▶ [TASK TO COMPLETE]:
Find the lines in the entries that follow where the word "still" occurs, and state how many there are, with no other words.

++++ RAW DATA

use std::sync::atomic::{AtomicBool, Ordering};
use std::sync::mpsc::{self, Receiver, RecvTimeoutError, Sender};
use std::sync::Arc;
use std::thread;
use std::time::Duration;

use tracing::{debug, warn};

use crate::error::FetchError;
use crate::hn_client::SearchBackend;
use crate::models::PageResult;
use crate::session::{FetchRequest, SessionState};

/// Shared flag saying whether the owner of a controller is still around.
///
/// Clones observe the same flag. Once cancelled it stays cancelled.
#[derive(Debug, Clone)]
pub struct LifetimeToken {
    alive: Arc<AtomicBool>,
}

impl LifetimeToken {
    pub fn new() -> Self {
        Self {
            alive: Arc::new(AtomicBool::new(true)),
        }
    }

    pub fn cancel(&self) {
        self.alive.store(false, Ordering::SeqCst);
    }

    pub fn is_alive(&self) -> bool {
        self.alive.load(Ordering::SeqCst)
    }
}

impl Default for LifetimeToken {
    fn default() -> Self {
        Self::new()
    }
}

struct Completion {
    request: FetchRequest,
    outcome: Result<PageResult, FetchError>,
}

/// Hands a finished fetch back to the controller, unless the token has been
/// cancelled in the meantime. Returns whether anything was sent.
fn deliver(token: &LifetimeToken, sender: &Sender<Completion>, completion: Completion) -> bool {
    if !token.is_alive() {
        debug!(
            key = %completion.request.key,
            page = completion.request.page,
            "Discarding search result after teardown"
        );
        return false;
    }
    sender.send(completion).is_ok()
}

/// Owns the session state and runs fetches on worker threads.
///
/// The view calls the `on_*` handlers for user input and [`poll`] once per
/// frame; completed fetches are only applied inside `poll`.
///
/// [`poll`]: FetchController::poll
pub struct FetchController {
    backend: Arc<dyn SearchBackend>,
    state: SessionState,
    token: LifetimeToken,
    sender: Sender<Completion>,
    receiver: Receiver<Completion>,
    workers: Vec<Worker>,
}

struct Worker {
    request: FetchRequest,
    handle: thread::JoinHandle<()>,
}

impl FetchController {
    pub fn new(backend: Arc<dyn SearchBackend>, default_term: &str, token: LifetimeToken) -> Self {
        let (sender, receiver) = mpsc::channel();
        Self {
            backend,
            state: SessionState::new(default_term),
            token,
            sender,
            receiver,
            workers: Vec::new(),
        }
    }

    pub fn state(&self) -> &SessionState {
        &self.state
    }

    /// Kicks off the first fetch for the default term.
    pub fn start(&mut self) {
        let key = self.state.active_key().to_string();
        let (next, request) = self.state.load_initial(&key);
        self.transition(next, request);
    }

    pub fn on_input_change(&mut self, text: &str) {
        self.state = self.state.with_pending_term(text);
    }

    pub fn on_submit(&mut self) {
        let term = self.state.pending_term().to_string();
        let (next, request) = self.state.submit(&term);
        self.transition(next, request);
    }

    pub fn on_dismiss(&mut self, hit_id: &str) {
        self.state = self.state.dismiss(hit_id);
    }

    pub fn on_load_more(&mut self) {
        let (next, request) = self.state.load_more();
        self.transition(next, request);
    }

    /// Applies every fetch that has completed since the last call, in arrival
    /// order. Never blocks. Returns whether the state changed.
    pub fn poll(&mut self) -> bool {
        let mut changed = false;
        while let Ok(completion) = self.receiver.try_recv() {
            self.apply(completion);
            changed = true;
        }
        changed |= self.reap_workers();
        changed
    }

    /// Like [`poll`](Self::poll), but waits up to `timeout` for the first
    /// completion to arrive.
    pub fn wait_for_completion(&mut self, timeout: Duration) -> bool {
        match self.receiver.recv_timeout(timeout) {
            Ok(completion) => {
                self.apply(completion);
                self.poll();
                true
            }
            Err(RecvTimeoutError::Timeout) | Err(RecvTimeoutError::Disconnected) => false,
        }
    }

    /// Blocks until every spawned fetch has resolved. Delivered results are
    /// not applied until the next [`poll`](Self::poll); a worker that died is
    /// settled as a failure right away.
    pub fn join_workers(&mut self) {
        for worker in std::mem::take(&mut self.workers) {
            let _ = self.join_worker(worker);
        }
    }

    /// Fetches issued but not yet settled into the session state.
    pub fn in_flight(&self) -> usize {
        self.state.pending_fetches()
    }

    /// Tears the session down. Fetches still running will drop their results.
    pub fn shutdown(&mut self) {
        if self.token.is_alive() {
            debug!(in_flight = self.in_flight(), "Shutting down fetch controller");
        }
        self.token.cancel();
    }

    fn transition(&mut self, next: SessionState, request: Option<FetchRequest>) {
        self.state = next;
        if let Some(request) = request {
            self.spawn_fetch(request);
        }
    }

    fn spawn_fetch(&mut self, request: FetchRequest) {
        debug!(key = %request.key, page = request.page, origin = ?request.origin, "Issuing search fetch");

        let backend = Arc::clone(&self.backend);
        let token = self.token.clone();
        let sender = self.sender.clone();

        let job = request.clone();
        let handle = thread::spawn(move || {
            let outcome = backend.search(&job.key, job.page);
            deliver(&token, &sender, Completion { request: job, outcome });
        });

        self.workers.push(Worker { request, handle });
    }

    fn apply(&mut self, completion: Completion) {
        self.state = self.state.settle(&completion.request, completion.outcome);
    }

    fn reap_workers(&mut self) -> bool {
        let (finished, running): (Vec<_>, Vec<_>) =
            self.workers.drain(..).partition(|w| w.handle.is_finished());
        self.workers = running;

        let mut settled = false;
        for worker in finished {
            settled |= self.join_worker(worker);
        }
        settled
    }

    // A worker that panicked never delivered, so its request would stay
    // pending forever. Settle it as a failure unless the session is gone.
    fn join_worker(&mut self, worker: Worker) -> bool {
        let Worker { request, handle } = worker;
        if handle.join().is_ok() || !self.token.is_alive() {
            return false;
        }

        warn!(key = %request.key, page = request.page, "Search worker panicked");
        let failure = FetchError::Network("search worker panicked".to_string());
        self.state = self.state.settle(&request, Err(failure));
        true
    }
}

impl Drop for FetchController {
    fn drop(&mut self) {
        self.token.cancel();
    }
}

++++++++

▶ [EXERCISE OUTPUT]:
2